**Material provided**
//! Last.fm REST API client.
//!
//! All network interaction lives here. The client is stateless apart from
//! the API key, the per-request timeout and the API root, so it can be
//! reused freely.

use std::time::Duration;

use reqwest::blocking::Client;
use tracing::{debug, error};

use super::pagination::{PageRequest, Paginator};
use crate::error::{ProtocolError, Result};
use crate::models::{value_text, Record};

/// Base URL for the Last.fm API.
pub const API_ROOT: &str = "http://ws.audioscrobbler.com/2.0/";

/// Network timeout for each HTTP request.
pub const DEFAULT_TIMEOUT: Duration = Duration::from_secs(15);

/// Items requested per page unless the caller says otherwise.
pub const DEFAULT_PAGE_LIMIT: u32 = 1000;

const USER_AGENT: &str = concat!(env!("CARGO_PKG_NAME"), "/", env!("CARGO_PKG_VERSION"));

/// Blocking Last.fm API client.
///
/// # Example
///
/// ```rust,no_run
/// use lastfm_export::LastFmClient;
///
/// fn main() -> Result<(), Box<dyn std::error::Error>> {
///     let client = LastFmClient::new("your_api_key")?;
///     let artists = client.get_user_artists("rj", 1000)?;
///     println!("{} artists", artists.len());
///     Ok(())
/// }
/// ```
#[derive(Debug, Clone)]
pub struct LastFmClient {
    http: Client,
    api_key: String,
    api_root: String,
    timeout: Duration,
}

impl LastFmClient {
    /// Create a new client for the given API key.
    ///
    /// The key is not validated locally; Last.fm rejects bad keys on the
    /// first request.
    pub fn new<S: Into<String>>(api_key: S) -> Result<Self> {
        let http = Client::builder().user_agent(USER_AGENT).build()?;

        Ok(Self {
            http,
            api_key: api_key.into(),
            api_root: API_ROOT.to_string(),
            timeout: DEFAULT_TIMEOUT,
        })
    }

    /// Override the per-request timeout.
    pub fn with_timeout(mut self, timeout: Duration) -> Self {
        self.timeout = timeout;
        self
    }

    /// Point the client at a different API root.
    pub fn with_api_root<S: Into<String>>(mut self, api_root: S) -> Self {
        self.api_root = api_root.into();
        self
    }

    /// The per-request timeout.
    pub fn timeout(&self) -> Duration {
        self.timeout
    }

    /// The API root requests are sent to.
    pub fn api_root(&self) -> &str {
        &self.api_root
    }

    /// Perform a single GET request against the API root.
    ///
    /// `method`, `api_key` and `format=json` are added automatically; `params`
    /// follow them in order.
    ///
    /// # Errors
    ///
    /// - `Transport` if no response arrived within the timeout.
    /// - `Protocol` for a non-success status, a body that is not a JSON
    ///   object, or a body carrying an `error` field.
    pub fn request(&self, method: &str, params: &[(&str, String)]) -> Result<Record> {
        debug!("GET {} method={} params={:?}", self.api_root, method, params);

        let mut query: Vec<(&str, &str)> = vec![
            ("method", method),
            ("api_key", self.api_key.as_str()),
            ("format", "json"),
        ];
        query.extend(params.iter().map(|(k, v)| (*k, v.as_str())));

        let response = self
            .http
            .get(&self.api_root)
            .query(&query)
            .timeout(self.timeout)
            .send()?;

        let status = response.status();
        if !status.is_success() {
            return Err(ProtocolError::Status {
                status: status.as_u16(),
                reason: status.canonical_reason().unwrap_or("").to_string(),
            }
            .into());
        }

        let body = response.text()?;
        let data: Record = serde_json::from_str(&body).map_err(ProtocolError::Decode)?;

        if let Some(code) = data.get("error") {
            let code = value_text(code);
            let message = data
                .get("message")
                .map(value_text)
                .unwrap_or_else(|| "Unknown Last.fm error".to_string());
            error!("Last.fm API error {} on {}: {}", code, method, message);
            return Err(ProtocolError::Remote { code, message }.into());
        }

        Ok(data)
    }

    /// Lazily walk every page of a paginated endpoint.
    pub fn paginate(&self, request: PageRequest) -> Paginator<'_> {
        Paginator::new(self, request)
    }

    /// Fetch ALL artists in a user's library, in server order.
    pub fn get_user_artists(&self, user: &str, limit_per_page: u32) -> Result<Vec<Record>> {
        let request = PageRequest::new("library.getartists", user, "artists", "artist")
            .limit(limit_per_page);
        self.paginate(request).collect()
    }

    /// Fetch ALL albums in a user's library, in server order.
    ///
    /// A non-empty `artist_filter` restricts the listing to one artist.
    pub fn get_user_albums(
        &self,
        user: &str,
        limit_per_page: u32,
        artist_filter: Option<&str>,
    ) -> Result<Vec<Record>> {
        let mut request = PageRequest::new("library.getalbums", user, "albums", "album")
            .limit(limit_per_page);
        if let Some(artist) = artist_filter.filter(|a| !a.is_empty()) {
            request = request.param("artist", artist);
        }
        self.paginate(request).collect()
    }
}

**Try it**
Return each line of the material above in which the string "library" appears.

**Output for this task**
    /// Fetch ALL artists in a user's library, in server order.
        let request = PageRequest::new("library.getartists", user, "artists", "artist")
    /// Fetch ALL albums in a user's library, in server order.
        let mut request = PageRequest::new("library.getalbums", user, "albums", "album")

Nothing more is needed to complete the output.